The things we own do end up owning us. Is it possible to get rid of everything regardless of value – sentimental or monetary - and start all over again?

I like my new telephone, my computer works just fine, my calculator is perfect, but Lord I miss my mind! - Anon

Tuesday, March 13, 2007

Orkut – Networking or Popularity Contest?

I too am on the orkut bandwagon! However, orkut is not compelling enough for me to get possessed or to even get merely hooked on to it. It might be to do with the fact that I am not that tuned to the web to go and check what’s happening often enough.

The funny part is that only a few people I find interesting are on orkut. A lot of them are not (that might have to do with the fact that they have better things to do with their time!). Snooping into peoples scrap book - the number of scraps, the frequency, the content says a lot about the person. More than what their ‘about me’, passions and interests would ever say. ‘Hey…nice to see you on orkut’ should be officially banned! Is that what friendship is reduced to these days – a generic, boring, clichéd message?

I am not against networking per se. I am not against orkut either. I do like the concept behind online networking and it sure is a fun way to meet people. People we have lost touch with and even new people. What I am afraid of, is that this whole rigmarole is very rapidly degenerating into a popularity contest. Otherwise how do you explain, friend requests like…’ I like your profile, can we be friends. Please scrap me’. I don’t even have a half-a-profile! Or the fact that, there are services where you can pay to buy friends! Friendship is rather cheap, ain’t it?

The whole orkut community is a huge party where gatecrashers rule! A nine-hundred something friends and still going strong. Really? That must be three for each day of the year. Holidays included. Keeping in touch must now officially be a full time profession. “So,what do you do?”. “Me – I’m a Networker. With Orkut”!!! What with all the networking there must be no time to do any real work. So many friends? I hope, for our sake, that in our over-excitement to be popular we do not end up having mass murderers or anything for friends. I mean, no one can really have so many genuine friends!

It is really a big circus out there with a mishmash of communities. I am part of some of them. They are there just to look cool! So far, I haven’t had even two rupees worth of good from any of the so called communities that I am part of.

This whole pressure to network (read to be popular) is really hard on some of us. Now we have to make that extra effort, step out of our character just so we can have friends in orkut, who we otherwise would not have bothered having in the real world!
The day is not far when we have a Mr. Orkut and Ms. Orkut! As for me, I am playing with it, at least as of now. The scrap part does not interest me. I can already email everyone I know! I am happier picking up the phone for a genuine and interesting conversation! However, I am interested in seeing where this thing goes!

Sunday, March 4, 2007

A hundred thoughts …

An idle mind is the devil’s workshop. Whoever said that? I say, an idle mind is the thought machine! As I sat sipping coffee out of my rather oversized mug, while still trying to get the clutter out of my drawers and listening to Simon & Garfunkel in the background, there were hundreds of thoughts entering this crazy head of mine.

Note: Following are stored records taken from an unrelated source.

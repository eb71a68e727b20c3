use ratatui::style::{Color, Modifier, Style};

pub struct RaceStyles {
    pub header: Style,
    pub gauge: Style,
    pub finished: Style,
    pub help: Style,
}

impl Default for RaceStyles {
    fn default() -> Self {
        Self {
            header: Style::default().add_modifier(Modifier::BOLD),
            gauge: Style::default().fg(Color::Green),
            finished: Style::default()
                .fg(Color::Yellow)
                .add_modifier(Modifier::BOLD),
            help: Style::default().add_modifier(Modifier::DIM),
        }
    }
}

Someone calculated (only they know how they did) that our mind deals with about 36000 thoughts per hour. Now that’s a lot. I don’t think my mind thinks that fast, but yes there are hundreds of thoughts entering and they are varied…. They flit from one to another like some butterfly flitting from flower to flower and they are just as whimsical and carefree as the butterfly. I tried to trap some down but they are swift… A thought diary…..i need to maintain a thought diary. I wish I could have a chip implanted, like professor Kevin Warwick did, to record my thoughts.

You have to be comfortable with who you are….
Look for happiness within and not outside…
Don’t fight your emotions…feel them. Fully.
Am I being delusional?
An idea about what I want to do …
Some past moments in sub-second flashes….
…..
…..

…..………BUT I still haven’t found what I’m looking for!